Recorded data
#[cfg(test)]
mod tests {
    use super::*;

    fn decode_blob(blob: &str) -> SurveyRecord {
        SurveyRecord::decode(&RawAnswers::parse_blob(blob).unwrap())
    }

    #[test]
    fn test_question_numbers_are_unique() {
        let mut numbers: Vec<u8> = Question::ALL.iter().map(|q| q.number()).collect();
        numbers.sort();
        numbers.dedup();
        assert_eq!(numbers.len(), Question::ALL.len());
    }

    #[test]
    fn test_from_key() {
        assert_eq!(Question::from_key("1"), Some(Question::Gender));
        assert_eq!(Question::from_key("29"), Some(Question::CommuteChange));
        assert_eq!(Question::from_key("25"), None);
        assert_eq!(Question::from_key("abc"), None);
    }

    #[test]
    fn test_decode_single_quoted_blob() {
        let survey = decode_blob(
            "{'1': '女', '2': '18-25岁', '5': ['公交', '地铁'], '6': '非常了解', \
             '9': '5', '10': '4', '21': 3, '29': '改乘地铁', '33': '增加班次'}",
        );

        assert_eq!(survey.background.gender, "女");
        assert_eq!(survey.background.age_group, "18-25岁");
        assert_eq!(survey.background.common_transport_modes, vec!["公交", "地铁"]);
        assert_eq!(survey.scenario.awareness_of_route_adjustment, "非常了解");
        assert_eq!(survey.behavior.attitude.better_experience, 5);
        assert_eq!(survey.behavior.attitude.more_reasonable, 4);
        assert_eq!(survey.behavior.attitude.wise_choice, 0);
        assert_eq!(survey.behavior.behavioral_intention.plan_to_use_more, 3);
        assert_eq!(survey.actual_behavior.commute_change, "改乘地铁");
        assert_eq!(survey.open_questions.optimization_suggestions, "增加班次");
    }

    #[test]
    fn test_scalar_transport_mode_becomes_list() {
        let survey = decode_blob("{'5': '公交'}");
        assert_eq!(survey.background.common_transport_modes, vec!["公交"]);
    }

    #[test]
    fn test_other_transport_shape_defaults_to_empty() {
        let survey = decode_blob("{'5': {'a': 1}}");
        assert!(survey.background.common_transport_modes.is_empty());
    }

    #[test]
    fn test_unparseable_likert_is_zero() {
        let survey = decode_blob("{'9': '很好', '10': '4分', '11': '9', '12': '-2'}");
        assert_eq!(survey.behavior.attitude.better_experience, 0);
        assert_eq!(survey.behavior.attitude.more_reasonable, 4);
        assert_eq!(survey.behavior.attitude.wise_choice, 0);
        assert_eq!(survey.behavior.attitude.more_comfortable, 0);
    }

    #[test]
    fn test_truncated_blob_is_an_error() {
        assert!(RawAnswers::parse_blob("{'1': '女', '2'").is_err());
    }

    #[test]
    fn test_non_object_blob_is_empty() {
        let raw = RawAnswers::parse_blob("[1, 2]").unwrap();
        assert!(raw.is_empty());
        assert_eq!(SurveyRecord::decode(&raw), SurveyRecord::default());
    }

    #[test]
    fn test_unknown_keys_are_ignored() {
        let raw = RawAnswers::parse_blob("{'1': '男', '26': 'x', 'note': 'y'}").unwrap();
        assert_eq!(raw.len(), 1);
    }

    #[test]
    fn test_leading_int() {
        assert_eq!(leading_int("  42abc"), Some(42));
        assert_eq!(leading_int("-7"), Some(-7));
        assert_eq!(leading_int("+3"), Some(3));
        assert_eq!(leading_int("4.9"), Some(4));
        assert_eq!(leading_int("abc"), None);
        assert_eq!(leading_int(""), None);
    }

    #[test]
    fn test_leading_float() {
        assert_eq!(leading_float("31.2abc"), Some(31.2));
        assert_eq!(leading_float(" -121.5"), Some(-121.5));
        assert_eq!(leading_float("5."), Some(5.0));
        assert_eq!(leading_float(".5x"), Some(0.5));
        assert_eq!(leading_float("1e2"), Some(100.0));
        assert_eq!(leading_float("2e"), Some(2.0));
        assert_eq!(leading_float("."), None);
        assert_eq!(leading_float("-"), None);
        assert_eq!(leading_float("abc"), None);
        assert_eq!(leading_float("NaN"), None);
    }
}
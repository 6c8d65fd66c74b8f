//! Point-in-area predicates for the aggregator.

use geo::{Intersects, Point};

use super::areas::Area;

/// Decides whether a point lies in an area.
///
/// Implemented for any `Fn(&Area, &Point<f64>) -> bool`, so tests and
/// callers can pass a closure.
pub trait Containment {
    fn contains(&self, area: &Area, point: &Point<f64>) -> bool;
}

impl<F> Containment for F
where
    F: Fn(&Area, &Point<f64>) -> bool,
{
    fn contains(&self, area: &Area, point: &Point<f64>) -> bool {
        self(area, point)
    }
}

/// Interior or boundary of any member polygon, holes excluded.
#[derive(Debug, Clone, Copy, Default)]
pub struct BoundaryInclusive;

impl Containment for BoundaryInclusive {
    fn contains(&self, area: &Area, point: &Point<f64>) -> bool {
        area.geometry.intersects(point)
    }
}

# What you need to do
Wherever a line of the data holds "非常了解", copy that line.

# Answer to this task
            "{'1': '女', '2': '18-25岁', '5': ['公交', '地铁'], '6': '非常了解', \
        assert_eq!(survey.scenario.awareness_of_route_adjustment, "非常了解");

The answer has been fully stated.